=== Input data ===
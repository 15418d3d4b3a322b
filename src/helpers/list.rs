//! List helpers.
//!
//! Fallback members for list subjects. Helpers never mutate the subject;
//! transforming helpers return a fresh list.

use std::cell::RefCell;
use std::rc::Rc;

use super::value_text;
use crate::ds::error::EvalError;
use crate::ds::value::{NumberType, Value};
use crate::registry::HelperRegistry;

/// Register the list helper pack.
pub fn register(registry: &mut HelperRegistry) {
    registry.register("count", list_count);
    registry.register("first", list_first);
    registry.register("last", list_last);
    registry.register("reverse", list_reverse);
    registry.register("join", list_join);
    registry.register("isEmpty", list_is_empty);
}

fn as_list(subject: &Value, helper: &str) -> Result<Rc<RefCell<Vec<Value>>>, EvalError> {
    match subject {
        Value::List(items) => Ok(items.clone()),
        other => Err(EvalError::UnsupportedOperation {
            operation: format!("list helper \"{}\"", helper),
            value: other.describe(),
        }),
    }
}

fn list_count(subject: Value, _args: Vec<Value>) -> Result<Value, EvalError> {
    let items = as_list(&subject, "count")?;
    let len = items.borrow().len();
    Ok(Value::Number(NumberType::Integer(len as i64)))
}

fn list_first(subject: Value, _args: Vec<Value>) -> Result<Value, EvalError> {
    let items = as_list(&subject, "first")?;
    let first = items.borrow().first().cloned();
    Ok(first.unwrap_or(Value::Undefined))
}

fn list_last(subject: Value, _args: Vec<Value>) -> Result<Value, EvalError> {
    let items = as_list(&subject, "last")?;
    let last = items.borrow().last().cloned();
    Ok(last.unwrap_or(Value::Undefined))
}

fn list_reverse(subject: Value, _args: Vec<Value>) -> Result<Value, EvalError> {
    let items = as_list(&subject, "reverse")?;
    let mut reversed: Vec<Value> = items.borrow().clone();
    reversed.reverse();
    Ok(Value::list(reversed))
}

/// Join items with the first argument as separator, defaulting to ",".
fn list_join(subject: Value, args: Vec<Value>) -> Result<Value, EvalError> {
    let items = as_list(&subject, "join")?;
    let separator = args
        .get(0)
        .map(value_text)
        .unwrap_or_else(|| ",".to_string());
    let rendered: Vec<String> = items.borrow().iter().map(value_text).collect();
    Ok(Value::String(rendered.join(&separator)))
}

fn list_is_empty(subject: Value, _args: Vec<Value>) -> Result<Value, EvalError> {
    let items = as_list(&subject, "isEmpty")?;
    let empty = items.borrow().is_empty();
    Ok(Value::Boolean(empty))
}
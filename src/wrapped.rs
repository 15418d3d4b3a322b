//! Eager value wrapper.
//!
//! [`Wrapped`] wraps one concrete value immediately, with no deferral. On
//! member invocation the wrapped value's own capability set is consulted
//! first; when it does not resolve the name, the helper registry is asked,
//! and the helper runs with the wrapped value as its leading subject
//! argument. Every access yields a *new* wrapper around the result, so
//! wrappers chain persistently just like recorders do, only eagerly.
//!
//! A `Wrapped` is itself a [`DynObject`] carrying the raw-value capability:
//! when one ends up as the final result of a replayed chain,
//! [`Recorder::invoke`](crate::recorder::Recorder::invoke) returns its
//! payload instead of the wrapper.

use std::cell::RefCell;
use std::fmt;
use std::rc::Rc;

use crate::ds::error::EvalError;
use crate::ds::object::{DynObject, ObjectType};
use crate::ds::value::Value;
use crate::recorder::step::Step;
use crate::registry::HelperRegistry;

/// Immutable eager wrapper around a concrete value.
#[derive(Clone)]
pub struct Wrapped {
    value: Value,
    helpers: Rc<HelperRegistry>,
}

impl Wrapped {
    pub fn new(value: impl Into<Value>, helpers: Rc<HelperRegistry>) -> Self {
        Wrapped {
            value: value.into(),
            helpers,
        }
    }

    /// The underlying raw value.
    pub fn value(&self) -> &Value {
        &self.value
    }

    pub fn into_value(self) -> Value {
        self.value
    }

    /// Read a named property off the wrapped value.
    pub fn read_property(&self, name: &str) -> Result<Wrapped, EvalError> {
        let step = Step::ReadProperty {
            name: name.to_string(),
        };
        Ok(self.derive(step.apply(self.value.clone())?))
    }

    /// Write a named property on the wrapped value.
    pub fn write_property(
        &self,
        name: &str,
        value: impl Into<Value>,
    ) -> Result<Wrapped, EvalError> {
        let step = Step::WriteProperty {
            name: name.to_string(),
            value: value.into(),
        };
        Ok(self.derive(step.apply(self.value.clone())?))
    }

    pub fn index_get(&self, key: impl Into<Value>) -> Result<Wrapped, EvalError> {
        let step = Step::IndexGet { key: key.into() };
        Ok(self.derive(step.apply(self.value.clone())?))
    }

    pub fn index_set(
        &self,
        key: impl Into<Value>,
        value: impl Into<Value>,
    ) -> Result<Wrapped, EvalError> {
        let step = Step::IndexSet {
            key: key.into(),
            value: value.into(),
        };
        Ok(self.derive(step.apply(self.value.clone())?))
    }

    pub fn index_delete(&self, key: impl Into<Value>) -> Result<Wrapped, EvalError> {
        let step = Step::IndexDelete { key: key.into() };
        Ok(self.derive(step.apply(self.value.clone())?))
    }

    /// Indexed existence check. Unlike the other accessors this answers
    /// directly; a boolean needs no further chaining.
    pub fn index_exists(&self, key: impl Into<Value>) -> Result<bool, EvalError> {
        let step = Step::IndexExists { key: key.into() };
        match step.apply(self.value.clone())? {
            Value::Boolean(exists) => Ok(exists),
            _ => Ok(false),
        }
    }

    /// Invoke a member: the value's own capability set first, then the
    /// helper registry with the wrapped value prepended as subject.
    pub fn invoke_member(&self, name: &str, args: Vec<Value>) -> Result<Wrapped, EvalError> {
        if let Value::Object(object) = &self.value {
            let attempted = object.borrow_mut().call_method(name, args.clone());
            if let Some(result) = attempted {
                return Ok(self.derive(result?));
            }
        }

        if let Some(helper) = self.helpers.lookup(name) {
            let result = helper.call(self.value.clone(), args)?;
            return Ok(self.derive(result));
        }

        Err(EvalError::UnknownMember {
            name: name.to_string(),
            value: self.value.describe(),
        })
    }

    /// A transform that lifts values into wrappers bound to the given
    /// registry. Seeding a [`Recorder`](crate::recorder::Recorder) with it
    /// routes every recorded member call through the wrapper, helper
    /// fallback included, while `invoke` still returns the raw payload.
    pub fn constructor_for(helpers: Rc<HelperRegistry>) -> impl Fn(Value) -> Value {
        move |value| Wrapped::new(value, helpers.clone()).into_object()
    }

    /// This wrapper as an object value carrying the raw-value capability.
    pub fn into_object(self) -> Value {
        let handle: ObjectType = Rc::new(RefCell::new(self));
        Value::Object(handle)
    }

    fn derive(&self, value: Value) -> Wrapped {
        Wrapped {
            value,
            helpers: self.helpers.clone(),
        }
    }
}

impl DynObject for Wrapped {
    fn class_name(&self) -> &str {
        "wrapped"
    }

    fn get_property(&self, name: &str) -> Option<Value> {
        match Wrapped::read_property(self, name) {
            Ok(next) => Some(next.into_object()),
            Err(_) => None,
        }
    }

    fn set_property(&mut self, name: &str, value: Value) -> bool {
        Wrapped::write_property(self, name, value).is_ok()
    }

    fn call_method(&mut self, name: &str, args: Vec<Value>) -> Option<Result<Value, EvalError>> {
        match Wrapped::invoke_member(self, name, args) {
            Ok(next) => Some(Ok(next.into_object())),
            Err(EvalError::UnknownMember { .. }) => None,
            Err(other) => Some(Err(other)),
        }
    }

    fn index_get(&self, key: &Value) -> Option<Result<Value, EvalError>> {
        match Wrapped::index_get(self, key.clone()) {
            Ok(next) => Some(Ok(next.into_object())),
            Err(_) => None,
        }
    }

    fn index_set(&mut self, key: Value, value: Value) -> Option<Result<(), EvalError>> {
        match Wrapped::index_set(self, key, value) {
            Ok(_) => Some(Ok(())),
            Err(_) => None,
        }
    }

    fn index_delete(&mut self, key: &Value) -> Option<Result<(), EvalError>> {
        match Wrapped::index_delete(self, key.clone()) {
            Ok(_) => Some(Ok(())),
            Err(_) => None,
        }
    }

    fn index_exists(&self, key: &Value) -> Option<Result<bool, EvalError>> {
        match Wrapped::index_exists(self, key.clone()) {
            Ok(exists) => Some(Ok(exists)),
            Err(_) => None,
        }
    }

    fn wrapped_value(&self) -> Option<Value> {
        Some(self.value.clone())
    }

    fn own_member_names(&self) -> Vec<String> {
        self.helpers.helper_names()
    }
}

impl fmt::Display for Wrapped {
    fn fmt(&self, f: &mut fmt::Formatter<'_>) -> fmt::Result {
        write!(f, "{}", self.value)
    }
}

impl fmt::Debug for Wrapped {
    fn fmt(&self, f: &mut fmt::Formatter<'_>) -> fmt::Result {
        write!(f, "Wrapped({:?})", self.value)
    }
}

==

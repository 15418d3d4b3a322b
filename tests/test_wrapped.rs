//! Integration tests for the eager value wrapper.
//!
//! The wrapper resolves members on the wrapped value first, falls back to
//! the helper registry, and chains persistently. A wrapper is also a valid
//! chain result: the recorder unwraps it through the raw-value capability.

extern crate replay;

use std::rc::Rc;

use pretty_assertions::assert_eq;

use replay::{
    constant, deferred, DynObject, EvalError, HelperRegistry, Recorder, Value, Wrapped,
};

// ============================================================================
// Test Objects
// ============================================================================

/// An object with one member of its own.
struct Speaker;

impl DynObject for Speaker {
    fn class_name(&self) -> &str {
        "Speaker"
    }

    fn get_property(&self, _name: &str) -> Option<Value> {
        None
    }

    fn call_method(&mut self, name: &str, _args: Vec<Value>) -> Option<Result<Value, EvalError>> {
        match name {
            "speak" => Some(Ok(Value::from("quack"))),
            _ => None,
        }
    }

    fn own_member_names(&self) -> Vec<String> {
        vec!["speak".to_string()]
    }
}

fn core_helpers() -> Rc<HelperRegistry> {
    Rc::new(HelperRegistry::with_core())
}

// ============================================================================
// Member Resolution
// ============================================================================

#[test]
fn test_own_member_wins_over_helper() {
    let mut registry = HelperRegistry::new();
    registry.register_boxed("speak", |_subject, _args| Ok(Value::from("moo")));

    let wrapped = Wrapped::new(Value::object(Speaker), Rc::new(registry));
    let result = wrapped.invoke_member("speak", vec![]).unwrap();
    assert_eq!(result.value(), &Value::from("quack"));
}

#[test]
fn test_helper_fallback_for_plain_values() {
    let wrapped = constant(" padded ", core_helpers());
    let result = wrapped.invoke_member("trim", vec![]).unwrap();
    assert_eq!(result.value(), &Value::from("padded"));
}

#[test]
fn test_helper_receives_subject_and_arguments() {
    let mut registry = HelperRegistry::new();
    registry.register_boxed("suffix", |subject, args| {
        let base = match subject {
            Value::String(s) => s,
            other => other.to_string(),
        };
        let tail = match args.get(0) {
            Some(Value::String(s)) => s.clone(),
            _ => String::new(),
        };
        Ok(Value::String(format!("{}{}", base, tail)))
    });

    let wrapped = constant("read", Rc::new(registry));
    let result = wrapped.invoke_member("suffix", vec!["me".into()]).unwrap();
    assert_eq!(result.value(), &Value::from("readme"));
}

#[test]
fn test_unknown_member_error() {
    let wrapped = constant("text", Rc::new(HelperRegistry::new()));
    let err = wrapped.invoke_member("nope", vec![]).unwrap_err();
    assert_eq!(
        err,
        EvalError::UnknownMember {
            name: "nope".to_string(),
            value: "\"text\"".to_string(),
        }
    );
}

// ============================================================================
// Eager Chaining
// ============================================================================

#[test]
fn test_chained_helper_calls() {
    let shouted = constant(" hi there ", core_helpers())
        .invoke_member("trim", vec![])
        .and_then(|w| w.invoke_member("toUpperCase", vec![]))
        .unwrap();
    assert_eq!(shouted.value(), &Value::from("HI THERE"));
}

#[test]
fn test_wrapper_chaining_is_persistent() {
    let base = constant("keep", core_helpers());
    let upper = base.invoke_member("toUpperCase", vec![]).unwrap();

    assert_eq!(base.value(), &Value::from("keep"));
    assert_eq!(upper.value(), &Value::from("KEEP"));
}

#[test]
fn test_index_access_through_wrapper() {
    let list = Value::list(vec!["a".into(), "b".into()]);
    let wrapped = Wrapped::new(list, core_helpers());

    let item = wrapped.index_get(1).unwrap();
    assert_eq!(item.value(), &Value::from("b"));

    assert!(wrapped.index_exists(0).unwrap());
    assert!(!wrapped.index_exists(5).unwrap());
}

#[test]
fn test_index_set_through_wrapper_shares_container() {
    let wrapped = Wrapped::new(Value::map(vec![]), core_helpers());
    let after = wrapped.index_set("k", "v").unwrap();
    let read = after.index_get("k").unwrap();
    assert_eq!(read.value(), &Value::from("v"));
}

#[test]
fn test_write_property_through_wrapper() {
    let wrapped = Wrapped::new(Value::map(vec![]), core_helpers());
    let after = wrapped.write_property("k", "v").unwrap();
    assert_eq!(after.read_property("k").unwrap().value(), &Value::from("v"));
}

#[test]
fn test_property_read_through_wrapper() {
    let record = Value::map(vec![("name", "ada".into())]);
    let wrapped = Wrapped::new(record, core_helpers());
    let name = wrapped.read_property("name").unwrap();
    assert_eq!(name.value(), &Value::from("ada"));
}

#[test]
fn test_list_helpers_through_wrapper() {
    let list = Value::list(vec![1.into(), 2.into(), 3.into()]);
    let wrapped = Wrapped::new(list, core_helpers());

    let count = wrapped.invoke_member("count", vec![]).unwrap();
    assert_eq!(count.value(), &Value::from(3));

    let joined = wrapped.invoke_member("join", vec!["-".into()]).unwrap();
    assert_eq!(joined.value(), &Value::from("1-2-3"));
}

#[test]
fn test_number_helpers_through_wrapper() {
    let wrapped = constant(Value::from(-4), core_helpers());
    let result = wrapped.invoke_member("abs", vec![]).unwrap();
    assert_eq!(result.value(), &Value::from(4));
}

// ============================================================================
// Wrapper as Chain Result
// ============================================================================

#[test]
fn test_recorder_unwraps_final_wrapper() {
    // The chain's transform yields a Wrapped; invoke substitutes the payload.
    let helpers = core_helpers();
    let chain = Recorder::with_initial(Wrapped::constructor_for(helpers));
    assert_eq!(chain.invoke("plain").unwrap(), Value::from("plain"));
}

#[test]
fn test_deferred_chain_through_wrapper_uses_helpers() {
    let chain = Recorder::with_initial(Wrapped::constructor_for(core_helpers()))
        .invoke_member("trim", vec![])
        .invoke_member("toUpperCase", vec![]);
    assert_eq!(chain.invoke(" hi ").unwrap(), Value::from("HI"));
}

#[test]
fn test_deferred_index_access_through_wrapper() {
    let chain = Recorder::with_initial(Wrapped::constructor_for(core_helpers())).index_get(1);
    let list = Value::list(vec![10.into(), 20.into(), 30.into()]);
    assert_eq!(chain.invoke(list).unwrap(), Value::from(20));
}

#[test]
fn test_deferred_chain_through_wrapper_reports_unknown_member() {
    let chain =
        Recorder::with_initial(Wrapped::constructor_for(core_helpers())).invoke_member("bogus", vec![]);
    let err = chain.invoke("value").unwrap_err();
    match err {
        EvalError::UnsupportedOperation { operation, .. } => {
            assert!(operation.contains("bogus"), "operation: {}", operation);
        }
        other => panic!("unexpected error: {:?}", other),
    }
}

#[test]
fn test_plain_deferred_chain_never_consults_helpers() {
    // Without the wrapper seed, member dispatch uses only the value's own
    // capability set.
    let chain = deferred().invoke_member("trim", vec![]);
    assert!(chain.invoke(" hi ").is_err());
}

* * *

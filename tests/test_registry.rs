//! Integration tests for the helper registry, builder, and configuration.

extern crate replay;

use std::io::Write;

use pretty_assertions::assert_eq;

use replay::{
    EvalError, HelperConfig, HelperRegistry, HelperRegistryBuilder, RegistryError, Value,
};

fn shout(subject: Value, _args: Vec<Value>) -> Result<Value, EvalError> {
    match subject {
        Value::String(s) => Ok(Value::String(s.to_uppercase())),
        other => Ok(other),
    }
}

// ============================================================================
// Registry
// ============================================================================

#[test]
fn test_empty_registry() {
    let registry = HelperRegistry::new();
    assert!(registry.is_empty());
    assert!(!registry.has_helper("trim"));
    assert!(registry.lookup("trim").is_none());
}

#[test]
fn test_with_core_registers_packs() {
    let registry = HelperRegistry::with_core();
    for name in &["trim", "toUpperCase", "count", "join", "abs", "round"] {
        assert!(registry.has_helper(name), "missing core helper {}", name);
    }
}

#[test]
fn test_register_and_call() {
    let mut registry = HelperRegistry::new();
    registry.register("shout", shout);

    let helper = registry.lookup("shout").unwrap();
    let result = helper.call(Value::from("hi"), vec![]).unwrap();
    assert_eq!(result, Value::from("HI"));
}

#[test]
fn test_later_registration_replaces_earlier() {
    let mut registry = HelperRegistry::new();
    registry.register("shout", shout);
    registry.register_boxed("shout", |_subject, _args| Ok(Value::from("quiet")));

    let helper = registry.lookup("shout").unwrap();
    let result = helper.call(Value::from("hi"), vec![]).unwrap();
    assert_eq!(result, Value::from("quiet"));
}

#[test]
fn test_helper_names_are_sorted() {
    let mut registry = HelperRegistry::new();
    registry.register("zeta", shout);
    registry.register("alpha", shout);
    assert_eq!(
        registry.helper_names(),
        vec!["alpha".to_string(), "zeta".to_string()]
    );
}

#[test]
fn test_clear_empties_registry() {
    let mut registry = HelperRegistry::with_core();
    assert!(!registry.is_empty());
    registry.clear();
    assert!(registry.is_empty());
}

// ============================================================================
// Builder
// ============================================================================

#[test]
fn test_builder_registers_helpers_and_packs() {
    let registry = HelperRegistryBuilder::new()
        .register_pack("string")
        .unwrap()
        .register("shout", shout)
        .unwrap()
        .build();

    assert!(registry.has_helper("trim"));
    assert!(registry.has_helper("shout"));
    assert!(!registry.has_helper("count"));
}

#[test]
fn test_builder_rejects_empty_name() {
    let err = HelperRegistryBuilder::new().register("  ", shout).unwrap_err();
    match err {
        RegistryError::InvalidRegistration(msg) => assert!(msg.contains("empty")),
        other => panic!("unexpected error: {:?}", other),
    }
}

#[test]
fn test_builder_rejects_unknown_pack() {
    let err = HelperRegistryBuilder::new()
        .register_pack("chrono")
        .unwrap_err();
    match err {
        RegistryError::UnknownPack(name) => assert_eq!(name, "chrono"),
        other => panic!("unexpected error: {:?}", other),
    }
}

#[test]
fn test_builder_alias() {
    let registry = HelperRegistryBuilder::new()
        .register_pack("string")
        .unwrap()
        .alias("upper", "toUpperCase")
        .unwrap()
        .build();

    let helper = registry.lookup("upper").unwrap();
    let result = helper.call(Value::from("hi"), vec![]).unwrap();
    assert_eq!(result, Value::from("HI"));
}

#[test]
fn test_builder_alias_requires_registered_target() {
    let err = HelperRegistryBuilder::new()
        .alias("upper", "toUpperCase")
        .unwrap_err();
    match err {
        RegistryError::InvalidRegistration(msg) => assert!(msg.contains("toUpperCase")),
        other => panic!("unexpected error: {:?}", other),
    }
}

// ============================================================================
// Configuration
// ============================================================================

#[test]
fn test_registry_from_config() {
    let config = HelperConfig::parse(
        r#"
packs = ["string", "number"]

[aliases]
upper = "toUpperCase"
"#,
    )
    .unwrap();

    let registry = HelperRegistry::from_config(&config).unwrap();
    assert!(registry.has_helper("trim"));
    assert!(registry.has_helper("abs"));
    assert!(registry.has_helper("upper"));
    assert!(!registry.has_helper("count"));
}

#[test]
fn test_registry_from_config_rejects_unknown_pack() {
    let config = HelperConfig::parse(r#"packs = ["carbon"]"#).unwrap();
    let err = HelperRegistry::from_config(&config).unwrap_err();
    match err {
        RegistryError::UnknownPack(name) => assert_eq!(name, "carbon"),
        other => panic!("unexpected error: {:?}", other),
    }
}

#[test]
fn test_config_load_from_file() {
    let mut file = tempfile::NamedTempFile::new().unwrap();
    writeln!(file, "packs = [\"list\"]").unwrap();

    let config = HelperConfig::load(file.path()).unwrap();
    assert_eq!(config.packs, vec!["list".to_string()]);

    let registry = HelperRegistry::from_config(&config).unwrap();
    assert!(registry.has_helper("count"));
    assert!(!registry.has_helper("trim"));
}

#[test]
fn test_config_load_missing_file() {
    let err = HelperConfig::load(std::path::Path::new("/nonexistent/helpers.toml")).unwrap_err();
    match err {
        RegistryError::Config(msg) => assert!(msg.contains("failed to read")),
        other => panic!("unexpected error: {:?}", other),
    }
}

=== What you should do ===
From the listing above, return the lines starting at the one with "Ok(Value::list(reversed))" and ending at the one with "the result, so", both kept, exactly as they appear and nothing more.

=== Solution to this problem ===
    Ok(Value::list(reversed))
}

/// Join items with the first argument as separator, defaulting to ",".
fn list_join(subject: Value, args: Vec<Value>) -> Result<Value, EvalError> {
    let items = as_list(&subject, "join")?;
    let separator = args
        .get(0)
        .map(value_text)
        .unwrap_or_else(|| ",".to_string());
    let rendered: Vec<String> = items.borrow().iter().map(value_text).collect();
    Ok(Value::String(rendered.join(&separator)))
}

fn list_is_empty(subject: Value, _args: Vec<Value>) -> Result<Value, EvalError> {
    let items = as_list(&subject, "isEmpty")?;
    let empty = items.borrow().is_empty();
    Ok(Value::Boolean(empty))
}
filename src/wrapped.rs
repository 15418d3d4b3a322b
//! Eager value wrapper.
//!
//! [`Wrapped`] wraps one concrete value immediately, with no deferral. On
//! member invocation the wrapped value's own capability set is consulted
//! first; when it does not resolve the name, the helper registry is asked,
//! and the helper runs with the wrapped value as its leading subject
//! argument. Every access yields a *new* wrapper around the result, so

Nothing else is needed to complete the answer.